> Source records:

= Beginning of Section =

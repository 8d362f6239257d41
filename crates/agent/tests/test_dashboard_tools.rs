//! Tests for the dashboarding tools against a mock dashboard server

use datacrew_agent::confirmation::CONFIRMATION_REQUIRED;
use datacrew_agent::tools::{
    AddChartToDashboardTool, CreateChartTool, CreateDashboardTool, LoginDashboardTool,
};
use datacrew_agent::{DashboardCredentials, SharedContext, ToolTrait};
use mockito::Matcher;
use serde_json::{json, Value};

fn context(url: &str, confirmed: bool) -> SharedContext {
    let mut ctx = SharedContext::new(
        "sqlite::memory:",
        DashboardCredentials {
            url: format!("{}/", url),
            username: "analyst@example.com".to_string(),
            password: "secret".to_string(),
            database_id: 2,
        },
    );
    ctx.set_confirmation(confirmed);
    ctx
}

#[tokio::test]
async fn test_login_returns_session_token() {
    let mut server = mockito::Server::new_async().await;
    let mock = server
        .mock("POST", "/api/session")
        .match_body(Matcher::Json(json!({
            "username": "analyst@example.com",
            "password": "secret",
        })))
        .with_status(200)
        .with_header("content-type", "application/json")
        .with_body(r#"{"id": "session-123"}"#)
        .create_async()
        .await;

    let token = LoginDashboardTool
        .execute(json!({}), &mut context(&server.url(), false))
        .await
        .unwrap();

    assert_eq!(token, "session-123");
    mock.assert_async().await;
}

#[tokio::test]
async fn test_login_rejected() {
    let mut server = mockito::Server::new_async().await;
    let _mock = server
        .mock("POST", "/api/session")
        .with_status(401)
        .create_async()
        .await;

    let err = LoginDashboardTool
        .execute(json!({}), &mut context(&server.url(), false))
        .await
        .unwrap_err();
    assert!(err.to_string().contains("401"));
}

#[tokio::test]
async fn test_create_chart_requires_confirmation() {
    let mut server = mockito::Server::new_async().await;
    let mock = server
        .mock("POST", "/api/card")
        .expect(0)
        .create_async()
        .await;

    let output = CreateChartTool
        .execute(
            json!({
                "session_token": "session-123",
                "sql_query": "SELECT 1",
                "name": "One",
                "display": "table",
            }),
            &mut context(&server.url(), false),
        )
        .await
        .unwrap();

    assert_eq!(output, CONFIRMATION_REQUIRED);
    mock.assert_async().await;
}

#[tokio::test]
async fn test_create_chart() {
    let mut server = mockito::Server::new_async().await;
    let mock = server
        .mock("POST", "/api/card")
        .match_header("X-Metabase-Session", "session-123")
        .match_body(Matcher::Json(json!({
            "name": "Deposits by kind",
            "display": "bar",
            "dataset_query": {
                "type": "native",
                "native": {"query": "SELECT kind, COUNT(*) FROM transactions GROUP BY kind"},
                "database": 2,
            },
            "visualization_settings": {},
        })))
        .with_status(200)
        .with_header("content-type", "application/json")
        .with_body(r#"{"id": 41, "name": "Deposits by kind"}"#)
        .create_async()
        .await;

    let url = server.url();
    let output = CreateChartTool
        .execute(
            json!({
                "session_token": "session-123",
                "sql_query": "SELECT kind, COUNT(*) FROM transactions GROUP BY kind",
                "name": "Deposits by kind",
                "display": "bar",
            }),
            &mut context(&url, true),
        )
        .await
        .unwrap();

    assert_eq!(output, format!("{}/card/41", url));
    mock.assert_async().await;
}

#[tokio::test]
async fn test_create_chart_rejects_unknown_display() {
    let server = mockito::Server::new_async().await;
    let err = CreateChartTool
        .execute(
            json!({
                "session_token": "session-123",
                "sql_query": "SELECT 1",
                "name": "One",
                "display": "hologram",
            }),
            &mut context(&server.url(), true),
        )
        .await
        .unwrap_err();
    assert!(err.to_string().contains("hologram"));
}

#[tokio::test]
async fn test_create_dashboard() {
    let mut server = mockito::Server::new_async().await;
    let mock = server
        .mock("POST", "/api/dashboard")
        .match_header("X-Metabase-Session", "session-123")
        .match_body(Matcher::Json(json!({"name": "Bank", "description": ""})))
        .with_status(200)
        .with_header("content-type", "application/json")
        .with_body(r#"{"id": 7}"#)
        .create_async()
        .await;

    let url = server.url();
    let output = CreateDashboardTool
        .execute(
            json!({"session_token": "session-123", "name": "Bank"}),
            &mut context(&url, true),
        )
        .await
        .unwrap();

    let created: Value = serde_json::from_str(&output).unwrap();
    assert_eq!(created["dashboard_id"], 7);
    assert_eq!(created["url"], format!("{}/dashboard/7", url));
    mock.assert_async().await;
}

#[tokio::test]
async fn test_add_chart_keeps_existing_cards() {
    let mut server = mockito::Server::new_async().await;
    let existing = json!({"id": 3, "card_id": 40, "col": 0, "row": 0, "size_x": 12, "size_y": 10});

    let get = server
        .mock("GET", "/api/dashboard/7")
        .match_header("X-Metabase-Session", "session-123")
        .with_status(200)
        .with_header("content-type", "application/json")
        .with_body(json!({"id": 7, "dashcards": [existing.clone()]}).to_string())
        .create_async()
        .await;

    let put = server
        .mock("PUT", "/api/dashboard/7/cards")
        .match_header("X-Metabase-Session", "session-123")
        .match_body(Matcher::Json(json!({
            "cards": [
                existing,
                {
                    "id": -1,
                    "card_id": 41,
                    "col": 12,
                    "row": 0,
                    "size_x": 12,
                    "size_y": 10,
                    "parameter_mappings": [],
                    "visualization_settings": {},
                },
            ],
        })))
        .with_status(200)
        .with_header("content-type", "application/json")
        .with_body("{}")
        .create_async()
        .await;

    let url = server.url();
    let output = AddChartToDashboardTool
        .execute(
            json!({"session_token": "session-123", "dashboard_id": 7, "card_id": 41}),
            &mut context(&url, true),
        )
        .await
        .unwrap();

    assert_eq!(output, format!("{}/dashboard/7", url));
    get.assert_async().await;
    put.assert_async().await;
}

#[tokio::test]
async fn test_add_chart_beside_oversized_card() {
    let mut server = mockito::Server::new_async().await;
    let tall = json!({
        "id": 3,
        "card_id": 40,
        "col": 0,
        "row": 0,
        "size_x": 12,
        "size_y": 9_000_000_000i64
    });

    let get = server
        .mock("GET", "/api/dashboard/7")
        .with_status(200)
        .with_header("content-type", "application/json")
        .with_body(json!({"id": 7, "dashcards": [tall.clone()]}).to_string())
        .create_async()
        .await;

    let put = server
        .mock("PUT", "/api/dashboard/7/cards")
        .match_body(Matcher::Json(json!({
            "cards": [
                tall,
                {
                    "id": -1,
                    "card_id": 41,
                    "col": 12,
                    "row": 0,
                    "size_x": 12,
                    "size_y": 10,
                    "parameter_mappings": [],
                    "visualization_settings": {},
                },
            ],
        })))
        .with_status(200)
        .with_header("content-type", "application/json")
        .with_body("{}")
        .create_async()
        .await;

    AddChartToDashboardTool
        .execute(
            json!({"session_token": "session-123", "dashboard_id": 7, "card_id": 41}),
            &mut context(&server.url(), true),
        )
        .await
        .unwrap();

    get.assert_async().await;
    put.assert_async().await;
}

#[tokio::test]
async fn test_add_chart_refused_without_confirmation() {
    let mut server = mockito::Server::new_async().await;
    let get = server
        .mock("GET", Matcher::Any)
        .expect(0)
        .create_async()
        .await;

    let output = AddChartToDashboardTool
        .execute(
            json!({"session_token": "session-123", "dashboard_id": 7, "card_id": 41}),
            &mut context(&server.url(), false),
        )
        .await
        .unwrap();

    assert_eq!(output, CONFIRMATION_REQUIRED);
    get.assert_async().await;
}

= End of Section =

> About this exercise: List each line of the entries that holds the string "dashcards".

> Your response:
        .with_body(json!({"id": 7, "dashcards": [existing.clone()]}).to_string())
        .with_body(json!({"id": 7, "dashcards": [tall.clone()]}).to_string())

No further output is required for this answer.